Medication error
According to the National Coordinating Council for Medication Error Reporting and Prevention, medication error can be defined as “any preventable event that may cause or lead to inappropriate medication use or patient harm while the medication is in the control of the healthcare professional, patient or consumer”. In the USA alone, medication error results in at least 1.5million people injury and costs USD 3.5billion to treat annually. Globally, medication error costs around USD 42billion every year.
Medication error can happen throughout the medication-use system, the 4 most common types of medication error were wrong time error, unauthorised drug error, omission error and dose error. The most frequently drug associated with medication error was analgesics.
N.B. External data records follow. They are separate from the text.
//! Shared fixtures: a letter-level tokenizer and scripted models.

#![allow(dead_code)]

use std::collections::HashMap;
use std::path::Path;
use std::sync::Arc;
use std::sync::atomic::{AtomicUsize, Ordering};

use ndarray::{ArrayD, IxDyn};
use rival_engine::inference::{NamedTensor, SequenceModel, TensorModel};
use rival_engine::{EngineError, Result, Settings, Tokenizer};

pub const LETTERS: &str = "abcdefghijklmnopqrstuvwxyz";

/// Whole-word tokens; these double as the opener pool and known answers.
pub const WORDS: &[&str] = &[
    "crane", "slate", "pilot", "lemon", "melon", "mound", "fight", "brick", "glove", "shark",
    "plumb", "dwelt",
];

pub const PREFILL_LEN: usize = 16;

/// `<s>`, `<unk>`, `<pad>`, every letter, the space marker, prompt
/// punctuation and the whole words above. No merges, so text encodes one
/// character per token.
pub fn tokenizer() -> Tokenizer {
    let mut pieces: Vec<String> = ["<s>", "<unk>", "<pad>"].map(String::from).to_vec();
    pieces.extend(LETTERS.chars().map(String::from));
    pieces.extend(["▁", ":", "<", ">"].map(String::from));
    pieces.extend(WORDS.iter().map(|w| w.to_string()));
    let vocab: HashMap<String, u32> = pieces
        .into_iter()
        .enumerate()
        .map(|(i, p)| (p, i as u32))
        .collect();
    Tokenizer::new(vocab, Vec::new(), Vec::new()).unwrap()
}

/// Small model shape, fixed seed, cooldown kept under `dir`.
pub fn settings(dir: &Path) -> Settings {
    let mut settings = Settings::default();
    settings.seed = Some(7);
    settings.model.num_layers = 1;
    settings.model.num_heads = 1;
    settings.model.head_dim = 2;
    settings.model.prefill_len = PREFILL_LEN;
    settings.model.decode_window = 8;
    settings.opener.cooldown_file = Some(dir.join("cooldown.tsv"));
    settings
}

/// Flat logits with `letter` (if any) boosted well above the rest.
pub fn logits_for(tokenizer: &Tokenizer, letter: Option<char>) -> Vec<f32> {
    let mut logits = vec![0.0f32; tokenizer.vocab_size()];
    if let Some(id) = letter.and_then(|c| tokenizer.id_of(&c.to_string())) {
        logits[id as usize] = 20.0;
    }
    logits
}

/// Stateless model steering each position toward a target word, or flat
/// logits when no target is set.
pub struct TargetSequence {
    tokenizer: Tokenizer,
    target: Option<Vec<char>>,
    space_id: u32,
    pub calls: Arc<AtomicUsize>,
}

impl TargetSequence {
    pub fn new(tokenizer: &Tokenizer, target: Option<&str>) -> Self {
        Self {
            tokenizer: tokenizer.clone(),
            target: target.map(|t| t.chars().collect()),
            space_id: tokenizer.id_of("▁").unwrap(),
            calls: Arc::new(AtomicUsize::new(0)),
        }
    }
}

impl SequenceModel for TargetSequence {
    fn name(&self) -> &str {
        "target-sequence"
    }

    fn logits(&mut self, tokens: &[u32]) -> Result<Vec<f32>> {
        self.calls.fetch_add(1, Ordering::SeqCst);
        // letters emitted since the trailing cue
        let position = tokens
            .iter()
            .rev()
            .take_while(|&&t| t != self.space_id)
            .count();
        let letter = self
            .target
            .as_ref()
            .and_then(|t| t.get(position).copied());
        Ok(logits_for(&self.tokenizer, letter))
    }
}

/// How a [`KvStub`] misbehaves.
#[derive(Debug, Clone, Copy, PartialEq, Eq)]
pub enum KvFault {
    None,
    /// Decode calls return an error
    DecodeError,
    /// Decode calls return no recognizable logits
    DecodeShape,
}

/// Prefill/decode graph producing `logits` and `present.0.*` tensors in the
/// layout the engine expects.
pub struct KvStub {
    name: &'static str,
    tokenizer: Tokenizer,
    target: Option<Vec<char>>,
    fault: KvFault,
    position: Arc<AtomicUsize>,
    /// Space marker id when positions are tracked from the fed tokens
    cue: Option<u32>,
    pub calls: Arc<AtomicUsize>,
}

impl KvStub {
    /// A prefill and a decode stub sharing one position counter.
    pub fn pair(tokenizer: &Tokenizer, target: Option<&str>, fault: KvFault) -> (Self, Self) {
        let position = Arc::new(AtomicUsize::new(0));
        let make = |name, fault| Self {
            name,
            tokenizer: tokenizer.clone(),
            target: target.map(|t| t.chars().collect()),
            fault,
            position: Arc::clone(&position),
            cue: None,
            calls: Arc::new(AtomicUsize::new(0)),
        };
        (make("prefill", KvFault::None), make("decode", fault))
    }

    /// A decode graph used without a prefill model. The prompt arrives one
    /// token at a time, so the letter position is counted from the last
    /// space marker it was fed.
    pub fn decoder_only(tokenizer: &Tokenizer, target: Option<&str>, fault: KvFault) -> Self {
        Self {
            name: "decode",
            tokenizer: tokenizer.clone(),
            target: target.map(|t| t.chars().collect()),
            fault,
            position: Arc::new(AtomicUsize::new(0)),
            cue: tokenizer.id_of("▁"),
            calls: Arc::new(AtomicUsize::new(0)),
        }
    }

    fn present(len: usize) -> ArrayD<f32> {
        ArrayD::zeros(IxDyn(&[1, 1, len, 2]))
    }
}

impl TensorModel for KvStub {
    fn name(&self) -> &str {
        self.name
    }

    fn run(&mut self, inputs: Vec<NamedTensor>) -> Result<Vec<NamedTensor>> {
        self.calls.fetch_add(1, Ordering::SeqCst);
        let ids = inputs
            .iter()
            .find(|t| t.name == "input_ids")
            .ok_or_else(|| EngineError::Inference("missing input_ids".into()))?;
        let mask = inputs
            .iter()
            .find(|t| t.name == "attention_mask")
            .ok_or_else(|| EngineError::Inference("missing attention_mask".into()))?;
        let seq = ids.shape()[1];
        let total = mask.shape()[1];

        let position = if let Some(cue) = self.cue {
            match self.fault {
                KvFault::DecodeError => return Err(EngineError::Inference("decode broke".into())),
                KvFault::DecodeShape => return Ok(Vec::new()),
                KvFault::None => {}
            }
            let token = ids
                .as_i64()
                .and_then(|a| a.iter().last().copied())
                .ok_or_else(|| EngineError::Inference("input_ids not i64".into()))?;
            if token == cue as i64 {
                self.position.store(0, Ordering::SeqCst);
                0
            } else {
                self.position.fetch_add(1, Ordering::SeqCst) + 1
            }
        } else if seq > 1 {
            self.position.store(0, Ordering::SeqCst);
            0
        } else {
            match self.fault {
                KvFault::DecodeError => return Err(EngineError::Inference("decode broke".into())),
                KvFault::DecodeShape => return Ok(Vec::new()),
                KvFault::None => {}
            }
            self.position.fetch_add(1, Ordering::SeqCst) + 1
        };

        let letter = self
            .target
            .as_ref()
            .and_then(|t| t.get(position).copied());
        let row = logits_for(&self.tokenizer, letter);
        let vocab = row.len();
        let data: Vec<f32> = (0..seq).flat_map(|_| row.iter().copied()).collect();
        let logits = ArrayD::from_shape_vec(IxDyn(&[1, seq, vocab]), data)
            .map_err(|e| EngineError::Inference(e.into()))?;

        Ok(vec![
            NamedTensor::f32("logits", logits),
            NamedTensor::f32("present.0.key", Self::present(total)),
            NamedTensor::f32("present.0.value", Self::present(total)),
        ])
    }
}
In Malaysia, the highest chance of occurrence of medication error happened in the emergency department. Emergency department is busy in nature and has a heavy workload with a greater heterogeneity of patients and medications. In 2009, the number of medication errors reported to the national center was 2626, which increased to almost 20,000 errors in 2017. Fortunately, 98% of medication errors reported to the National Medication Error Reporting System did not result in harmful effects.
The first strategy to avoid medication error is to ensure the five rights in medication administration. Every correct medication should be prescribed to the correct patient, at correct dosage, via the correct route and timed correctly. Double check or even triple check on every procedure in drug dispensing, information regarding medication and others could help to prevent medication errors from happening as well.